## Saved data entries
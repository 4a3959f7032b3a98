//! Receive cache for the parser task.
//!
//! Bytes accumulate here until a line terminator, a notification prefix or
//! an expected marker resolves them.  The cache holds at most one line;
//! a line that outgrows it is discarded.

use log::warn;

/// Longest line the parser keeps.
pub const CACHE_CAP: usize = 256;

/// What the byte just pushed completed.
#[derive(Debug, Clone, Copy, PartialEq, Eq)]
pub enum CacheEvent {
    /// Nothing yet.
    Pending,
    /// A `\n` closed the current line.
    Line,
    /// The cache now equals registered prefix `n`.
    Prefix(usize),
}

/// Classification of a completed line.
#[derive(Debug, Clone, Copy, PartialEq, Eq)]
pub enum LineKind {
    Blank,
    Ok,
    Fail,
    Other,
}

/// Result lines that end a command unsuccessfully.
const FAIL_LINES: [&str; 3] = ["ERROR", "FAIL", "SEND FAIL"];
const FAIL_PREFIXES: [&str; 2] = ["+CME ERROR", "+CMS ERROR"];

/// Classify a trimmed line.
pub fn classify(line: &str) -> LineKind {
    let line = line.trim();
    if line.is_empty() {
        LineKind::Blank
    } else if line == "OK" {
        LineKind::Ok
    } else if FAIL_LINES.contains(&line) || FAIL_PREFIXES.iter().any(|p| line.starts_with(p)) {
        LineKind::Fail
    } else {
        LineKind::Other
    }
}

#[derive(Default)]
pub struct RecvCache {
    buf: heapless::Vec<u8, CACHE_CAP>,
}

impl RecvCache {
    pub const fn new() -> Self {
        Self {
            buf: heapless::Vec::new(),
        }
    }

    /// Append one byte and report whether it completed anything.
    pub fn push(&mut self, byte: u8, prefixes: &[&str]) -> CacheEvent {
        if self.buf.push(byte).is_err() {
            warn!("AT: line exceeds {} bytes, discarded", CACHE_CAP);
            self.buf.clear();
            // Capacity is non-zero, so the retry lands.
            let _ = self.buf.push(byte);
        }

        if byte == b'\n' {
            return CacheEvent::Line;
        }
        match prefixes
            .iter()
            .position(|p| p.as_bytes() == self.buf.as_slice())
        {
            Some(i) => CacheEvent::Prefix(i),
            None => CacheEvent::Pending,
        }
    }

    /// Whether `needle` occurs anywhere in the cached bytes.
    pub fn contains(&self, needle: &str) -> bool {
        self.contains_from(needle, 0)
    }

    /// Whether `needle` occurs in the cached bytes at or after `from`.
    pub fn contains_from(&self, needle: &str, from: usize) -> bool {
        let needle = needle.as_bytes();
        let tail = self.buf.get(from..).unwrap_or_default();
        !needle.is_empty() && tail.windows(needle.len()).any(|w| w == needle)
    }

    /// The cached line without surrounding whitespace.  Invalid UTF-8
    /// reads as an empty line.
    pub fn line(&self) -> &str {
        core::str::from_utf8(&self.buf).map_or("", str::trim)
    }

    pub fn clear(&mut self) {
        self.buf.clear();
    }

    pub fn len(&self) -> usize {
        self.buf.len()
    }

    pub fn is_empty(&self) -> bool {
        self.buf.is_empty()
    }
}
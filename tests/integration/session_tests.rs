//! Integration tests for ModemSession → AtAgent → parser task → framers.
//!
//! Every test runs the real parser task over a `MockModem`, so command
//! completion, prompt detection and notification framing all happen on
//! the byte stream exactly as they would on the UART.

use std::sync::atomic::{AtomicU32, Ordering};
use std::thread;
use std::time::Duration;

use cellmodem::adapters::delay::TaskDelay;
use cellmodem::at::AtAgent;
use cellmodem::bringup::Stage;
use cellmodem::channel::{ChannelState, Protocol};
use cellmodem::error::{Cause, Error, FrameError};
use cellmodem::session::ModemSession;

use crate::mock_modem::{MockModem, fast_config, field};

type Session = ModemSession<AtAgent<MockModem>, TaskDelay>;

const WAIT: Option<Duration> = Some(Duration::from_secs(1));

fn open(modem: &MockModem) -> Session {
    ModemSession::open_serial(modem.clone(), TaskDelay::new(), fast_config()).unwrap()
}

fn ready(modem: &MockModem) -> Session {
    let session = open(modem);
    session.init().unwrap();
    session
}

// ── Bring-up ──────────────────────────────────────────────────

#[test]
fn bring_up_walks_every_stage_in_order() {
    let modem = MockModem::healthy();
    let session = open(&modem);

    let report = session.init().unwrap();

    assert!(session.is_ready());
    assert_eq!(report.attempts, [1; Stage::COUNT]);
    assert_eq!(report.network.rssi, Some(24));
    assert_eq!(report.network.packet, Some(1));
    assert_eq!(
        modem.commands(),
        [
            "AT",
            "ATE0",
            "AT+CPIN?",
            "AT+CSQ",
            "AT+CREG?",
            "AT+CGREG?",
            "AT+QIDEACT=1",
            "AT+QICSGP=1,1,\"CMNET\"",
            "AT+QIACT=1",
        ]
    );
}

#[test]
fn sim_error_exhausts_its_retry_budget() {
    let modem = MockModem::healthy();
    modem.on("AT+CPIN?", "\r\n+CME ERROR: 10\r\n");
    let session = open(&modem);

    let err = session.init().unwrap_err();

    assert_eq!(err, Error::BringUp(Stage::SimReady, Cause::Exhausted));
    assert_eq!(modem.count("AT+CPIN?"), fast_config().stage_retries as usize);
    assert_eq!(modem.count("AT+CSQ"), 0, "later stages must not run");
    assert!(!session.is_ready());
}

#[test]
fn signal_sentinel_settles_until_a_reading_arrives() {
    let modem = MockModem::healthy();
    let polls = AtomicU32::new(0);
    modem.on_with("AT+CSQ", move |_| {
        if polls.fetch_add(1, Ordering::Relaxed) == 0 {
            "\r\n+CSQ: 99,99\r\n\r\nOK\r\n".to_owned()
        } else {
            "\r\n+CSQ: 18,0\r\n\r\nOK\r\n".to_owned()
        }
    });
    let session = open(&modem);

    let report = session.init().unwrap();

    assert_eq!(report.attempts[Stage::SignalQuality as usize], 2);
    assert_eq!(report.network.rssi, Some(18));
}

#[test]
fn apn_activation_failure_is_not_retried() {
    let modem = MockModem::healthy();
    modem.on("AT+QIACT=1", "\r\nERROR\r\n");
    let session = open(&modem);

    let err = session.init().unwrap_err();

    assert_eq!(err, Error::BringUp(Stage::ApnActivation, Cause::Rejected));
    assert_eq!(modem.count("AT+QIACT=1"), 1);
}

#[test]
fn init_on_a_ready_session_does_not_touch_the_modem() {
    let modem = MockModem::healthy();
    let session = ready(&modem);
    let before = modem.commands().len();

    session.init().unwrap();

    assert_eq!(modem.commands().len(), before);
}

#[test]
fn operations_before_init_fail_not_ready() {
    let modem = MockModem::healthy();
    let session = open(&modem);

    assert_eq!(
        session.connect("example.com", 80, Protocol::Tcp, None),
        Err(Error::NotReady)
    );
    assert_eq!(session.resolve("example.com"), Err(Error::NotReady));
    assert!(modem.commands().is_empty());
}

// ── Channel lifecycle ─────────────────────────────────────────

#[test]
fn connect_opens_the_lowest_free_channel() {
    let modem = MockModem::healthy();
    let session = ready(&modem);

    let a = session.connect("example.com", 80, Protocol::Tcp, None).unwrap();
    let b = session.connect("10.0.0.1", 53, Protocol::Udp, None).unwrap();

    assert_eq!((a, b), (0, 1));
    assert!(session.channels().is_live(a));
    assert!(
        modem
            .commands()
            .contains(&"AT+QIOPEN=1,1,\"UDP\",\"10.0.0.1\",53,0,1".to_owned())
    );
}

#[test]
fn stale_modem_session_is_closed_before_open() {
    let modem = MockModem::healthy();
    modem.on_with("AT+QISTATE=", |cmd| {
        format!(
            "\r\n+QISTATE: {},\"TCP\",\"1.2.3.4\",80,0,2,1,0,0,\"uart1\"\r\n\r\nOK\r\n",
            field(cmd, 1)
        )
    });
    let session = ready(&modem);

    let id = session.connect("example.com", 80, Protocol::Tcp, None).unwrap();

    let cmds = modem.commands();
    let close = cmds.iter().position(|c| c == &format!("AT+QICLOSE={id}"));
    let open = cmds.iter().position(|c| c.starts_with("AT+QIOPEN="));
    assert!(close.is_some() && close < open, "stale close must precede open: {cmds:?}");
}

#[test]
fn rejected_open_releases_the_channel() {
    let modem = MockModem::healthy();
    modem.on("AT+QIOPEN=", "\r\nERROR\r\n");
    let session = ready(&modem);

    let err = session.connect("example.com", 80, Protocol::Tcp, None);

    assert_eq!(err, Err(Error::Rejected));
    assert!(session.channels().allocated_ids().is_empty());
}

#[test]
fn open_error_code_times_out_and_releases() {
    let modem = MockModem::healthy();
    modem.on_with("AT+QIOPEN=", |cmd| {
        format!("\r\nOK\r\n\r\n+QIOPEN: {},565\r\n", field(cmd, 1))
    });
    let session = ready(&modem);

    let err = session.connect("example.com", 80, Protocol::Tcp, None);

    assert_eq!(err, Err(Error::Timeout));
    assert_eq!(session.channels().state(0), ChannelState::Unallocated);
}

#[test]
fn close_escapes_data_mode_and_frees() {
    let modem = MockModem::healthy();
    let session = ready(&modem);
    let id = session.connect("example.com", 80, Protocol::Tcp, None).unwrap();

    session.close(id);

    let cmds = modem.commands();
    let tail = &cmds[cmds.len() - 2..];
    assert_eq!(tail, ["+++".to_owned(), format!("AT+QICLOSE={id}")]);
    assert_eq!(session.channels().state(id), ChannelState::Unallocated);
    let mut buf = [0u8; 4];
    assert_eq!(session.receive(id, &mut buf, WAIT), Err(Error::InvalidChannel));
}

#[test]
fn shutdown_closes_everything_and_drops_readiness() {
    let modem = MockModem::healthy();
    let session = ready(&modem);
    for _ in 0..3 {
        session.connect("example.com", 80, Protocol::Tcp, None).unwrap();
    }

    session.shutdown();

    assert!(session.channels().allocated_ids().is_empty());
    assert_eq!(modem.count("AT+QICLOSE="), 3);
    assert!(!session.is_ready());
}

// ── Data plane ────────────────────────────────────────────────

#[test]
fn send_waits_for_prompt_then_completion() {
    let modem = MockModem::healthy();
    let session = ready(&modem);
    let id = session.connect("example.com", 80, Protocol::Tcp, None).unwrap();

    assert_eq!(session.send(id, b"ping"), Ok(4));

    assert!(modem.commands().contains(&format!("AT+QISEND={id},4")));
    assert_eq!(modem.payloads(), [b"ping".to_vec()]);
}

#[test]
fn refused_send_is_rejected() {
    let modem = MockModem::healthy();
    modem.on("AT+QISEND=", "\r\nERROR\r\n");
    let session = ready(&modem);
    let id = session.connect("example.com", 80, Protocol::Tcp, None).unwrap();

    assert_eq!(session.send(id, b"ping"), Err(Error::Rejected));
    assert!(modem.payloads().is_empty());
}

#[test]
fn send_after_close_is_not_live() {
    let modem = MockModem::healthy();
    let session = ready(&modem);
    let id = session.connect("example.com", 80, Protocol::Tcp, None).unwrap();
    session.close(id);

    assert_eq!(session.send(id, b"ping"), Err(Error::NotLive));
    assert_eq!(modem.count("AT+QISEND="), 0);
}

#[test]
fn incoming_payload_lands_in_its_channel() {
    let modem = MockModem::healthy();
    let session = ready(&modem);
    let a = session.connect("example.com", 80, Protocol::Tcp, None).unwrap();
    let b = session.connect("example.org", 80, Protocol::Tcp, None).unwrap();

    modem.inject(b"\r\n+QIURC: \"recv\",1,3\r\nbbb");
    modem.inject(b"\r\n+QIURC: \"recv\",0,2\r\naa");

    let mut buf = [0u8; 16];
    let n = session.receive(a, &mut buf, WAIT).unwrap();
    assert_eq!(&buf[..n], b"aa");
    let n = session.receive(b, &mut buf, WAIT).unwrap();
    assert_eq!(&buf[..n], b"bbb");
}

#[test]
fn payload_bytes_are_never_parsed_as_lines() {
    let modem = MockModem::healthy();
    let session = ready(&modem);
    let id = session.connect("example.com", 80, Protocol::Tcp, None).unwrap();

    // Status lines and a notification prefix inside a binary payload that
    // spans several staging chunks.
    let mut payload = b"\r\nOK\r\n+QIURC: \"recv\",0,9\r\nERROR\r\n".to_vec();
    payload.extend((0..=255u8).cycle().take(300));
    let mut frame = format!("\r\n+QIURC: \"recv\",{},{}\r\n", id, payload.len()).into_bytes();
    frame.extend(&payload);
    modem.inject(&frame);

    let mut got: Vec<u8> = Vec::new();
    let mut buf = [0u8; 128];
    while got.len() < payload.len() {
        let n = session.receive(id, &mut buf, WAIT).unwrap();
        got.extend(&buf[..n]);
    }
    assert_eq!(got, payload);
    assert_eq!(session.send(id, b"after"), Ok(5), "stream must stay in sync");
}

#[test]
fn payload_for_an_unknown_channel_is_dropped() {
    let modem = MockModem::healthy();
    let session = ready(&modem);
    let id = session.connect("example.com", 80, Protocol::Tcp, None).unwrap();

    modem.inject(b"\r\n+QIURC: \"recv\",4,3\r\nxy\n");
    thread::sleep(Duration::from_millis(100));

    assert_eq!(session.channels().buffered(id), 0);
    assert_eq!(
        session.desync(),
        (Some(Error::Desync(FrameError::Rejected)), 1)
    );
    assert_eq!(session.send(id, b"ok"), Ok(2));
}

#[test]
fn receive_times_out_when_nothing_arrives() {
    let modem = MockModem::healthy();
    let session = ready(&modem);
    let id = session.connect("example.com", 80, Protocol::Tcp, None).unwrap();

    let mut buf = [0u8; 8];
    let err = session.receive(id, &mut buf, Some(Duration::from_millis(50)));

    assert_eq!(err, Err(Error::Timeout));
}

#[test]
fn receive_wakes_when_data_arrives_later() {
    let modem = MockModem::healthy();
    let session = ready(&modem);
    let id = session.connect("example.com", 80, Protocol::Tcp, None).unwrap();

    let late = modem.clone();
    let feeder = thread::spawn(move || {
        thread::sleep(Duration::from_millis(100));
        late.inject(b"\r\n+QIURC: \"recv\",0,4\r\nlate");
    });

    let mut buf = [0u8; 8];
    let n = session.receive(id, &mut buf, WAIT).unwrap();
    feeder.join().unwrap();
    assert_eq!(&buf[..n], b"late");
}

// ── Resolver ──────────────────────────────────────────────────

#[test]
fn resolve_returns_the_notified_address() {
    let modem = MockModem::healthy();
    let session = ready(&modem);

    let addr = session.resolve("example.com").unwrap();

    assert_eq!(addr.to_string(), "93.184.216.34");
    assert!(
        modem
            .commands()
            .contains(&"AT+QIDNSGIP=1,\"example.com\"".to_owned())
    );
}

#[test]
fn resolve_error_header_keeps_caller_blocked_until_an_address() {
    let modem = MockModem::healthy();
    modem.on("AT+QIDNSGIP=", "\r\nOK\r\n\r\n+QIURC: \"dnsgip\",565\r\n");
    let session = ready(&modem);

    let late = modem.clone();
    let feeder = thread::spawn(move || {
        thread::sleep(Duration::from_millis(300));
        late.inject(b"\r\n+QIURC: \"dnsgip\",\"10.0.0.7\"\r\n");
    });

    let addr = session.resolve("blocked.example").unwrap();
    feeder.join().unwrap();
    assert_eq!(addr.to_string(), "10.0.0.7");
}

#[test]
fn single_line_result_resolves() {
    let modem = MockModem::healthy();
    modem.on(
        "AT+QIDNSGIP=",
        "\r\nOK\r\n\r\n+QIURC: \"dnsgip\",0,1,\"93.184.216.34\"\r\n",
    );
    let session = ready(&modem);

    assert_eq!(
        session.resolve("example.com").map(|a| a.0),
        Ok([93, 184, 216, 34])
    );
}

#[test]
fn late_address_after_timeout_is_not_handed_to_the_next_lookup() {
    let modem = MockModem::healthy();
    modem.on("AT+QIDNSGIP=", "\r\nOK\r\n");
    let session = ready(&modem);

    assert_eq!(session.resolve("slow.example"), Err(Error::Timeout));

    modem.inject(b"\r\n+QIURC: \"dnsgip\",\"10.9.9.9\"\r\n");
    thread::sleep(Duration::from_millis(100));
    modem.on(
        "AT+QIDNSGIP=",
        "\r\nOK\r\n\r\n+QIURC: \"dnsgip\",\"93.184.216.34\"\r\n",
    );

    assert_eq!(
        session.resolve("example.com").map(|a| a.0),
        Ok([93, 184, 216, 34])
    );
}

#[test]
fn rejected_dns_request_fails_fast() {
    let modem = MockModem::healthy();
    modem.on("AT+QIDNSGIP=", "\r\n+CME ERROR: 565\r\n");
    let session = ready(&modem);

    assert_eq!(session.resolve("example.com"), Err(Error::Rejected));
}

## Description of the task
Lines from the top of the entries through the line with "just pushed completed." are to be transcribed exactly, and nothing more.

## Answer for the task
repository 4a3959f7032b3a98
//! Receive cache for the parser task.
//!
//! Bytes accumulate here until a line terminator, a notification prefix or
//! an expected marker resolves them.  The cache holds at most one line;
//! a line that outgrows it is discarded.

use log::warn;

/// Longest line the parser keeps.
pub const CACHE_CAP: usize = 256;

/// What the byte just pushed completed.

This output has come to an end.